J'avais fait la connaissance d'un chasseur d'Afrique, engage
volontaire comme moi. C'etait un garcon qui avait le visage d'une
jeune fille, et avec cela vif comme un oiseau et brave comme un chien
de berger. Rien n'avait de prise sur ce caractere robuste, ni la
fatigue, ni les mesaventures. A chaque nouvelle epreuve, il secouait
ses epaules comme un terre-neuve qui sort de l'eau. Didier ne
tarissait pas en histoires incroyables. J'ai toujours pense que ma
nouvelle connaissance etait de cette famille de Parisiens qui, leur
patrimoine croque, s'arrangent d'un sabre pour avoir un cheval. Il
etait porte pour la croix. Un jour il m'offrit son quart de biscuit.
--Et toi? lui dis-je.
--Je n'ai pas faim.
Et comme j'hesitais:
--Un de ces jours tu me rendras un gigot, si tu trouves encore un
mouton, reprit-il en riant.
Il me tendit la main, et s'eloigna.
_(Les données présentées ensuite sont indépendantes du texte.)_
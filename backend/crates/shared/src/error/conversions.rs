//! Error conversions - From implementations for common error types
//!
//! Provides automatic conversion from common error types to [`AppError`].

use super::app_error::AppError;
use super::kind::ErrorKind;

// ============================================================================
// Standard library conversions
// ============================================================================

impl From<std::io::Error> for AppError {
    fn from(err: std::io::Error) -> Self {
        let kind = match err.kind() {
            std::io::ErrorKind::NotFound => ErrorKind::NotFound,
            std::io::ErrorKind::TimedOut => ErrorKind::RequestTimeout,
            _ => ErrorKind::InternalServerError,
        };
        AppError::new(kind, "I/O operation failed").with_source(err)
    }
}

// ============================================================================
// serde_json conversions
// ============================================================================

impl From<serde_json::Error> for AppError {
    fn from(err: serde_json::Error) -> Self {
        if err.is_syntax() || err.is_data() {
            AppError::bad_request(format!("JSON parse error: {}", err)).with_source(err)
        } else {
            AppError::internal("JSON serialization error").with_source(err)
        }
    }
}

// ============================================================================
// MongoDB conversions (feature-gated)
// ============================================================================

#[cfg(feature = "mongodb")]
impl From<mongodb::error::Error> for AppError {
    fn from(err: mongodb::error::Error) -> Self {
        use mongodb::error::{ErrorKind as MongoKind, WriteFailure};

        // Duplicate key violations surface as conflicts; everything that
        // points at an unreachable or overloaded server maps to 503.
        let app_err = match err.kind.as_ref() {
            MongoKind::ServerSelection { .. } => {
                AppError::service_unavailable("Document store unreachable")
            }
            MongoKind::Io(_) => AppError::service_unavailable("Document store connection error"),
            MongoKind::Write(WriteFailure::WriteError(write_err)) if write_err.code == 11000 => {
                AppError::conflict("Duplicate key value")
            }
            MongoKind::Write(_) => AppError::internal("Document store write failed"),
            MongoKind::InvalidArgument { .. } => {
                AppError::bad_request("Invalid document store query")
            }
            MongoKind::Authentication { .. } => {
                AppError::internal("Document store authentication failed")
            }
            _ => AppError::internal("Document store error"),
        };
        app_err.with_source(err)
    }
}

// ============================================================================
// Axum conversions (feature-gated)
// ============================================================================

#[cfg(feature = "axum")]
impl axum::response::IntoResponse for AppError {
    fn into_response(self) -> axum::response::Response {
        use axum::Json;
        use axum::http::StatusCode;

        let status =
            StatusCode::from_u16(self.status_code()).unwrap_or(StatusCode::INTERNAL_SERVER_ERROR);

        // RFC 7807 Problem Details for HTTP APIs
        let body = serde_json::json!({
            "type": format!("https://httpstatuses.io/{}", self.status_code()),
            "title": self.kind().as_str(),
            "status": self.status_code(),
            "detail": self.message(),
            "action": self.action(),
        });

        (status, Json(body)).into_response()
    }
}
Je remarquai qu'il avait les yeux
tristes. Le souvenir de ces yeux me poursuivit tout le soir. Le
lendemain, errant sur un chemin, j'avisai quatre soldats qui
portaient un mort sur une civiere.
--Sais-tu qui passe la? me dit un sergent de ma compagnie.
--Non.
--C'est ton chasseur.
Je courus vers la civiere: c'etait Didier, en effet.
--On savait chez nous qu'il etait perdu, me dit l'un des cavaliers qui
le portaient.
Je me mis a marcher derriere lui, les yeux gros de larmes.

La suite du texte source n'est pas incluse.